Scuse me for venting my spleen, but just so damned fed up,
I’m on day 4 of of my 3rd “attack” in 9 months. i can’t call it a relapse as I haven’t been DX with MS.
But have severe pins and needles, dizzyness so bad keep throwing up, legs keep giving way brain function ridiculous, keep getting so confused. plus alwal pains in arms and legs and my vision is at times almost non existant.
I really need to get back to work but i jst don’t know how i’m going to be from one day to the next. Woke up this morning and for about 10 glorious minutes felt a lot better, but wham there it was, legs gave way, dizzyness hit with a vegence and pains started. Oh to have a normal day! I don’t think i can even remember what it’s like to feel “well” anymore.
Seeing an ONT/ neuroligist professor at Charing Cross on Thursday, he may be my last hope, if he can’t decide whats wrong really don’t know what I do from here.
I have only had 1 MRI, without contrast which showed multiple lesions but the neuro i had then poo pooed anything clinical. if the professor i’m seeing doesn’t offer one do you think it’s worth me asking for another MRI with contrast to see if there are any changes?
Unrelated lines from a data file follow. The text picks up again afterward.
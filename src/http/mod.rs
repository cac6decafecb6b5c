//! HTTP protocol handling subsystem.
//!
//! # Data Flow
//! ```text
//! TCP connection
//!     → server.rs (Axum setup, request-ID and trace layers)
//!     → [routing decides whether the path is proxied]
//!     → request.rs (rewrite URI and headers for the backend)
//!     → hyper client → backend origin
//!     → response.rs (strip hop-by-hop headers, map failures)
//!     → Send to client
//! ```

pub mod request;
pub mod response;
pub mod server;

pub use request::{MakeRequestUuidV4, X_REQUEST_ID};
pub use response::UpstreamFailure;
pub use server::{HttpServer, ServerError};
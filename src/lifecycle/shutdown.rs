//! Shutdown coordination for the proxy.

use tokio::sync::broadcast;

/// Coordinator for graceful shutdown.
///
/// Provides a broadcast channel that all long-running tasks can subscribe to.
pub struct Shutdown {
    tx: broadcast::Sender<()>,
}

impl Shutdown {
    /// Create a new shutdown coordinator.
    pub fn new() -> Self {
        let (tx, _) = broadcast::channel(1);
        Self { tx }
    }

    /// Subscribe to the shutdown signal.
    pub fn subscribe(&self) -> broadcast::Receiver<()> {
        self.tx.subscribe()
    }

    /// Trigger the shutdown signal.
    pub fn trigger(&self) {
        let _ = self.tx.send(());
    }
}

impl Default for Shutdown {
    fn default() -> Self {
        Self::new()
    }
}
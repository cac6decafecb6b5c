//! OS signal handling.

/// Resolve when the process is asked to stop (Ctrl+C, or SIGTERM on unix).
pub async fn wait_for_signal() {
    let ctrl_c = async {
        if let Err(e) = tokio::signal::ctrl_c().await {
            tracing::error!(error = %e, "Failed to install Ctrl+C handler");
            std::future::pending::<()>().await;
        }
    };

    #[cfg(unix)]
    let terminate = async {
        use tokio::signal::unix::{signal, SignalKind};
        match signal(SignalKind::terminate()) {
            Ok(mut sigterm) => {
                sigterm.recv().await;
            }
            Err(e) => {
                tracing::error!(error = %e, "Failed to install SIGTERM handler");
                std::future::pending::<()>().await;
            }
        }
    };

    #[cfg(not(unix))]
    let terminate = std::future::pending::<()>();

    tokio::select! {
        _ = ctrl_c => tracing::info!("Ctrl+C received"),
        _ = terminate => tracing::info!("SIGTERM received"),
    }
}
I’m not great about being persistent with health professionals but something needs to be done, I can’t go on like this!
Sorry fo moaning, I know wveryone here has their own issues to deal with, I just don’t have anyone to talk to about my frustration.
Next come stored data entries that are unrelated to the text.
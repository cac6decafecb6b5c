//! Shared utilities for integration testing.

use std::future::Future;
use std::net::SocketAddr;
use std::sync::Arc;
use std::time::Duration;

use dev_proxy::config::ProxyConfig;
use dev_proxy::http::HttpServer;
use dev_proxy::lifecycle::Shutdown;
use tokio::io::{AsyncReadExt, AsyncWriteExt};
use tokio::net::{TcpListener, TcpStream};
use tokio::sync::mpsc;

/// A proxy running on an ephemeral port.
#[allow(dead_code)]
pub struct RunningProxy {
    pub addr: SocketAddr,
    pub shutdown: Shutdown,
    pub config_updates: mpsc::UnboundedSender<ProxyConfig>,
}

/// Start the proxy with `config`, bound to an ephemeral local port.
pub async fn start_proxy(config: ProxyConfig) -> RunningProxy {
    let listener = TcpListener::bind("127.0.0.1:0").await.unwrap();
    let addr = listener.local_addr().unwrap();

    let shutdown = Shutdown::new();
    let (config_updates, updates_rx) = mpsc::unbounded_channel();
    let server = HttpServer::new(config).unwrap();
    let server_shutdown = shutdown.subscribe();

    tokio::spawn(async move {
        let _ = server.run(listener, updates_rx, server_shutdown).await;
    });

    tokio::time::sleep(Duration::from_millis(50)).await;

    RunningProxy {
        addr,
        shutdown,
        config_updates,
    }
}

/// Default config pointed at `backend`.
pub fn config_for(backend: SocketAddr) -> ProxyConfig {
    let mut config = ProxyConfig::default();
    config.proxy.target = format!("http://{backend}");
    config
}

/// HTTP client that never goes through a system proxy.
pub fn client() -> reqwest::Client {
    reqwest::Client::builder()
        .pool_max_idle_per_host(0)
        .no_proxy()
        .build()
        .unwrap()
}

/// Read a full request (head plus any Content-Length body) from the socket.
async fn read_request(socket: &mut TcpStream) -> String {
    let mut buf = Vec::new();
    let mut chunk = [0u8; 1024];
    let mut expected: Option<usize> = None;
    loop {
        if expected.is_none() {
            if let Some(end) = buf.windows(4).position(|w| w == b"\r\n\r\n") {
                let head = String::from_utf8_lossy(&buf[..end]).to_lowercase();
                let body_len = head
                    .lines()
                    .find_map(|line| line.strip_prefix("content-length:"))
                    .and_then(|v| v.trim().parse::<usize>().ok())
                    .unwrap_or(0);
                expected = Some(end + 4 + body_len);
            }
        }
        if matches!(expected, Some(total) if buf.len() >= total) {
            break;
        }
        match socket.read(&mut chunk).await {
            Ok(0) | Err(_) => break,
            Ok(n) => buf.extend_from_slice(&chunk[..n]),
        }
    }
    String::from_utf8_lossy(&buf).into_owned()
}

/// Start a programmable mock backend. The closure receives the raw request
/// and returns status and body.
pub async fn start_programmable_backend<F, Fut>(f: F) -> SocketAddr
where
    F: Fn(String) -> Fut + Send + Sync + 'static,
    Fut: Future<Output = (u16, String)> + Send + 'static,
{
    let listener = TcpListener::bind("127.0.0.1:0").await.unwrap();
    let addr = listener.local_addr().unwrap();
    let f = Arc::new(f);

    tokio::spawn(async move {
        loop {
            match listener.accept().await {
                Ok((mut socket, _)) => {
                    let f = f.clone();
                    tokio::spawn(async move {
                        let request = read_request(&mut socket).await;
                        let (status, body) = f(request).await;
                        let status_text = match status {
                            200 => "200 OK",
                            201 => "201 Created",
                            404 => "404 Not Found",
                            500 => "500 Internal Server Error",
                            503 => "503 Service Unavailable",
                            _ => "200 OK",
                        };

                        let response_str = format!(
                            "HTTP/1.1 {}\r\nContent-Length: {}\r\nKeep-Alive: timeout=5\r\nConnection: close\r\n\r\n{}",
                            status_text,
                            body.len(),
                            body
                        );
                        let _ = socket.write_all(response_str.as_bytes()).await;
                        let _ = socket.shutdown().await;
                    });
                }
                Err(_) => break,
            }
        }
    });

    addr
}

/// Start a backend that answers every request with the raw request it received.
#[allow(dead_code)]
pub async fn start_echo_backend() -> SocketAddr {
    start_programmable_backend(|request| async move { (200, request) }).await
}

/// An address nothing is listening on.
#[allow(dead_code)]
pub async fn unused_addr() -> SocketAddr {
    let listener = TcpListener::bind("127.0.0.1:0").await.unwrap();
    listener.local_addr().unwrap()
}

/// A backend that reads the request and closes the connection without answering.
#[allow(dead_code)]
pub async fn start_hangup_backend() -> SocketAddr {
    let listener = TcpListener::bind("127.0.0.1:0").await.unwrap();
    let addr = listener.local_addr().unwrap();

    tokio::spawn(async move {
        while let Ok((mut socket, _)) = listener.accept().await {
            tokio::spawn(async move {
                let _ = read_request(&mut socket).await;
                let _ = socket.shutdown().await;
            });
        }
    });

    addr
}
((((Hugs))))). How horrible for you. I hate being persistent with medical people too, can someone go with you who would ask on your behalf and back you up? Axx
Hi Bunny, Great idea from Arwen - please try and take someone with you. I am going to next time because I too am fed up with being pushed from pillar to post. Latest for me surgery for my ankle - they seem to think that this will sort out my balance problems - er no ankle damaged because balance is poor - sort out the root of the problem. You have my sympathy for the frustration I know you feel you are banging your head against a brick wall. Keeping everything crossed for your appointment on Thursday. Sometimes I find it helps to write things down and I have phoned the consultant’s secretary after my appointment and asked questions and she has always got back to me. Maybe you would find this easier. Whatever happens keep us posted.
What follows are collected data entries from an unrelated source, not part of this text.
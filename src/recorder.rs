extern crate ffmpeg_next as ffmpeg;

use std::collections::VecDeque;
use std::path::{Path, PathBuf};
use std::sync::{Arc, Condvar, Mutex};
use std::thread;

use ffmpeg::codec::packet::Packet as AvPacket;
use ffmpeg::format::context::Output as AvOutput;
use ffmpeg::Rational as AvRational;

use crate::error::{Error, Result};
use crate::ffi;
use crate::packet::Packet;
use crate::sink::{CodecDescriptor, Sink};
use crate::time::Time;

/// An arbitrary fallback duration assigned to the final packet of a
/// recording, for which no successor exists to infer a duration from (§4.2).
const FALLBACK_DURATION_MICROS: i64 = 100_000;

/// Container format a [`Recorder`] can mux into.
#[derive(Debug, Clone, Copy, PartialEq, Eq)]
pub enum ContainerFormat {
    Mp4,
    Matroska,
}

impl ContainerFormat {
    fn muxer_name(&self) -> &'static str {
        match self {
            ContainerFormat::Mp4 => "mp4",
            ContainerFormat::Matroska => "matroska",
        }
    }
}

/// Builds a [`Recorder`].
pub struct RecorderBuilder {
    filename: PathBuf,
    format: ContainerFormat,
}

impl RecorderBuilder {
    /// Create a recorder that will write to `filename` in `format` once
    /// opened.
    pub fn new(filename: impl AsRef<Path>, format: ContainerFormat) -> Self {
        Self {
            filename: filename.as_ref().to_path_buf(),
            format,
        }
    }

    pub fn build(self) -> Recorder {
        Recorder {
            filename: self.filename,
            format: self.format,
            shared: Arc::new(Shared {
                queue: Mutex::new(Queue {
                    packets: VecDeque::new(),
                    stopped: false,
                    failed: false,
                }),
                cond: Condvar::new(),
            }),
            writer: Mutex::new(None),
        }
    }
}

/// The recorder sink: hands packets to an asynchronous writer thread over a
/// FIFO queue, so that a producer thread (the stream worker) never blocks on
/// disk I/O.
pub struct Recorder {
    filename: PathBuf,
    format: ContainerFormat,
    shared: Arc<Shared>,
    writer: Mutex<Option<thread::JoinHandle<()>>>,
}

/// State shared between the `Recorder` handle and its writer thread.
struct Shared {
    queue: Mutex<Queue>,
    cond: Condvar,
}

struct Queue {
    packets: VecDeque<Packet>,
    stopped: bool,
    failed: bool,
}

/// State touched exclusively by the writer thread after `open` (§4.2, §5):
/// the muxer context, the one-slot duration-inference lookahead, and the
/// header-written flag.
struct WriterState {
    output: AvOutput,
    stream_index: usize,
    prev: Option<Packet>,
    header_written: bool,
}

impl Recorder {
    /// Whether the recorder has hit a fatal error (§4.2/§8 invariant 4:
    /// monotonic once set). Meaningful to call once `close()` has returned.
    pub fn has_failed(&self) -> bool {
        self.shared.queue.lock().unwrap().failed
    }
}

impl Sink for Recorder {
    fn open(&self, codec: &CodecDescriptor) -> Result<()> {
        let mut output = ffmpeg::format::output_as(&self.filename, self.format.muxer_name())
            .map_err(|_| Error::OpenFailed)?;

        let av_codec = ffmpeg::encoder::find(codec.id);
        let mut stream = output.add_stream(av_codec).map_err(Error::BackendError)?;
        ffi::set_video_stream_parameters(&mut stream, codec);
        let stream_index = stream.index();

        ffi::set_format_metadata(
            &mut output,
            "comment",
            &format!(
                "Recorded by {} {}",
                env!("CARGO_PKG_NAME"),
                env!("CARGO_PKG_VERSION")
            ),
        )?;

        let state = WriterState {
            output,
            stream_index,
            prev: None,
            header_written: false,
        };

        let shared = self.shared.clone();
        let handle = thread::Builder::new()
            .name("recorder-writer".to_string())
            .spawn(move || writer_loop(shared, state))
            .map_err(|_| Error::Alloc)?;

        *self.writer.lock().unwrap() = Some(handle);
        Ok(())
    }

    fn push(&self, packet: &Packet) -> Result<()> {
        let mut queue = self.shared.queue.lock().unwrap();
        if queue.failed {
            return Err(Error::AlreadyFailed);
        }
        assert!(!queue.stopped, "push called on recorder after close");
        queue.packets.push_back(packet.clone());
        self.shared.cond.notify_one();
        Ok(())
    }

    fn close(&self) {
        {
            let mut queue = self.shared.queue.lock().unwrap();
            queue.stopped = true;
        }
        self.shared.cond.notify_one();
        if let Some(handle) = self.writer.lock().unwrap().take() {
            let _ = handle.join();
        }
    }
}

/// The writer thread body: drains the queue, infers durations via a one-slot
/// lookahead, writes each packet, and finalizes the container on exit.
fn writer_loop(shared: Arc<Shared>, mut state: WriterState) {
    loop {
        let curr = {
            let mut queue = shared.queue.lock().unwrap();
            while queue.packets.is_empty() && !queue.stopped {
                queue = shared.cond.wait(queue).unwrap();
            }
            queue.packets.pop_front()
        };

        let curr = match curr {
            Some(curr) => curr,
            None => break,
        };

        if let Err(err) = process(&mut state, curr) {
            tracing::error!("recorder write failed, aborting recording: {err}");
            let mut queue = shared.queue.lock().unwrap();
            queue.failed = true;
            queue.packets.clear();
            return;
        }
    }

    let mut final_write_failed_before_header = false;
    if let Some(mut prev) = state.prev.take() {
        prev.set_duration(Time::micros(FALLBACK_DURATION_MICROS));
        let header_written_before = state.header_written;
        if let Err(err) = write_packet(&mut state, &prev) {
            if header_written_before {
                tracing::warn!("failed to write final packet, recording may be missing its last frame: {err}");
            } else {
                tracing::error!("{err}");
                final_write_failed_before_header = true;
            }
        }
    }

    if final_write_failed_before_header {
        let mut queue = shared.queue.lock().unwrap();
        queue.failed = true;
        return;
    }

    if state.header_written {
        if let Err(err) = state.output.write_trailer() {
            tracing::error!("failed to write container trailer: {err}");
            let mut queue = shared.queue.lock().unwrap();
            queue.failed = true;
        } else {
            tracing::info!("recording complete: {}", state.output.format().name());
        }
    } else {
        let mut queue = shared.queue.lock().unwrap();
        queue.failed = true;
    }
}

/// Duration inference (§4.2): `curr` becomes the new lookahead slot; the
/// previous occupant, now that its successor's PTS is known, is written out
/// with an inferred duration.
fn process(state: &mut WriterState, curr: Packet) -> Result<()> {
    match state.prev.take() {
        None => {
            state.prev = Some(curr);
            Ok(())
        }
        Some(mut prev) => {
            if let Some(delta) = curr.pts() - prev.pts() {
                prev.set_duration(Time::micros(delta));
            }
            write_packet(state, &prev)?;
            state.prev = Some(curr);
            Ok(())
        }
    }
}

/// Write protocol (§4.2): install extradata and write the container header
/// on the first write; silently drop a mid-stream config packet; otherwise
/// rescale and submit to the muxer.
fn write_packet(state: &mut WriterState, packet: &Packet) -> Result<()> {
    if !state.header_written {
        if !packet.is_config() {
            return Err(Error::NotAConfigPacket);
        }
        let mut stream = state
            .output
            .stream_mut(state.stream_index)
            .ok_or(Error::MuxerUnavailable)?;
        ffi::set_stream_extradata(&mut stream, packet.payload())?;
        state.output.write_header().map_err(Error::BackendError)?;
        state.header_written = true;
        return Ok(());
    }

    if packet.is_config() {
        return Ok(());
    }

    let stream_time_base: AvRational = state
        .output
        .stream(state.stream_index)
        .ok_or(Error::MuxerUnavailable)?
        .time_base();

    let mut av_packet = AvPacket::copy(packet.payload());
    av_packet.set_stream(state.stream_index);
    av_packet.set_pts(packet.pts().rescale(stream_time_base));
    av_packet.set_dts(packet.dts().rescale(stream_time_base));
    if let Some(duration) = packet.duration().rescale(stream_time_base) {
        av_packet.set_duration(duration);
    }
    av_packet.write(&mut state.output).map_err(Error::BackendError)?;
    Ok(())
}

#[cfg(test)]
mod tests {
    use super::*;
    use crate::packet::PacketFlags;
    use std::sync::Arc as StdArc;

    fn temp_path(name: &str) -> PathBuf {
        let mut path = std::env::temp_dir();
        path.push(format!(
            "camrelay-recorder-test-{}-{}",
            std::process::id(),
            name
        ));
        path
    }

    fn config_packet(payload: &[u8]) -> Packet {
        Packet::new(
            StdArc::from(payload),
            Time::unset(),
            Time::unset(),
            PacketFlags::default(),
        )
    }

    fn data_packet(pts_micros: i64, payload: &[u8], key_frame: bool) -> Packet {
        Packet::new(
            StdArc::from(payload),
            Time::micros(pts_micros),
            Time::micros(pts_micros),
            PacketFlags { key_frame },
        )
    }

    #[test]
    fn s1_clean_two_frame_record() {
        let path = temp_path("s1.mp4");
        let recorder = RecorderBuilder::new(&path, ContainerFormat::Mp4).build();
        recorder
            .open(&CodecDescriptor::h264_yuv420p(64, 64))
            .unwrap();

        recorder.push(&config_packet(&[0x01, 0x02, 0x03, 0x04])).unwrap();
        recorder.push(&data_packet(1_000, &[0xAA], true)).unwrap();
        recorder.push(&data_packet(4_000, &[0xBB], false)).unwrap();
        recorder.close();

        assert!(path.exists());
        assert!(!recorder.has_failed());
        let _ = std::fs::remove_file(&path);
    }

    #[test]
    fn s4_bad_first_packet_fails() {
        let path = temp_path("s4.mp4");
        let recorder = RecorderBuilder::new(&path, ContainerFormat::Mp4).build();
        recorder
            .open(&CodecDescriptor::h264_yuv420p(64, 64))
            .unwrap();

        recorder.push(&data_packet(500, &[0xAA], true)).unwrap();
        recorder.close();

        assert!(recorder.has_failed());
        assert!(matches!(
            recorder.push(&config_packet(&[0x01])),
            Err(Error::AlreadyFailed)
        ));
        let _ = std::fs::remove_file(&path);
    }

    #[test]
    fn s5_drains_queue_on_shutdown() {
        let path = temp_path("s5.mp4");
        let recorder = RecorderBuilder::new(&path, ContainerFormat::Mp4).build();
        recorder
            .open(&CodecDescriptor::h264_yuv420p(64, 64))
            .unwrap();

        recorder.push(&config_packet(&[0x01, 0x02])).unwrap();
        for i in 0..10 {
            recorder
                .push(&data_packet(1_000 * (i + 1), &[0xAA], i == 0))
                .unwrap();
        }
        recorder.close();

        assert!(!recorder.has_failed());
        let _ = std::fs::remove_file(&path);
    }

    #[test]
    fn monotonic_failure_rejects_every_push_after_it_is_set() {
        // Universal invariant 4 (§8): once `failed` is set it is never
        // cleared, and every subsequent push is rejected. Drives the
        // recorder through the same bad-first-packet failure as S4, then
        // pushes several more packets before `close` to confirm none of
        // them get a chance to reach the writer thread.
        let path = temp_path("monotonic.mp4");
        let recorder = RecorderBuilder::new(&path, ContainerFormat::Mp4).build();
        recorder
            .open(&CodecDescriptor::h264_yuv420p(64, 64))
            .unwrap();

        recorder.push(&data_packet(500, &[0xAA], true)).unwrap();
        recorder.close();

        for i in 0..5 {
            assert!(matches!(
                recorder.push(&data_packet(i, &[0xBB], false)),
                Err(Error::AlreadyFailed)
            ));
        }
        assert!(recorder.has_failed());
    }
}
Hello bunny Why did the Neuro ignore the fact that your scan as shown multiple lesions…doesn’t make sense. Like arwen suggest, try and take someone with you. You need to insist on knowing the cause of the lesions. Hopefully, the professor will be good at his job…unlike the Neuro you saw. Take care
My son is ging with me as my hubby will be away on business. My son is 23 and is really worrid about me so think he won’t be happy to go away without some sort of help/answer.
Blossom, i have no idea why the original neuro wouldn’t tkae the lesions seriously, it was clear from the start that he just wasn’t interested, hw didn’t even do a clinical exam. I went to someone else who was a bit more helpful but diagnoses migraine aura which my original neuro then disagreed with. been stuck between several opinions for a while now.
I feel a bit reassured by the fact that I have now been referred to this professor at Charing cross. My neighbour is a physio who has several MS patients with MS. she says the fact that this professor has asked to see me means that theyare taking my situation somewhat seriously, so hopefully he will be the one to help me.
I will be so upset if he just sends me away with no answers. But got to think positive and believe this professor can help in some way.
If i don’t get help soon i could lose my job and i’m really worried about what this is doing to my family, i so hate being dependant on anyone, it’s just not me!!
Hi - I also had quite a few lesions on mri - but neuro said he thought most were very ‘non specific’ and therefore not clearly indicative of MS (not the right size /shape). He said lesions of a non-specific type are routinely found in migraines, and could also part of the ageing process (although I am only 37 !) .
But symptoms of MS combined with lesions of any type clearly warrant consideration I think. Could you maybe get a second opinion about the lesions on the scan you have already had? I definitely think it would be worth asking for a second mri; if more lesions were to show, it might help move the process forward x
Also, I absolutely agree about taking someone with you. It is such a big help I think, both in terms of emotional support, and also to help advocate for your rights; it really can make a massive difference when you are trying to get your concerns listened to. Hope you get some support and answers soon x
I’m in limbo but I know that I’m in the right direction. I was sick and couldn’t walk 9 doctors shuffled me off to realize my cervical spine was crushed. I was already paralyzing. I was millimeters away from becoming quad. Please push for your needs and DX! One life you deserve the best!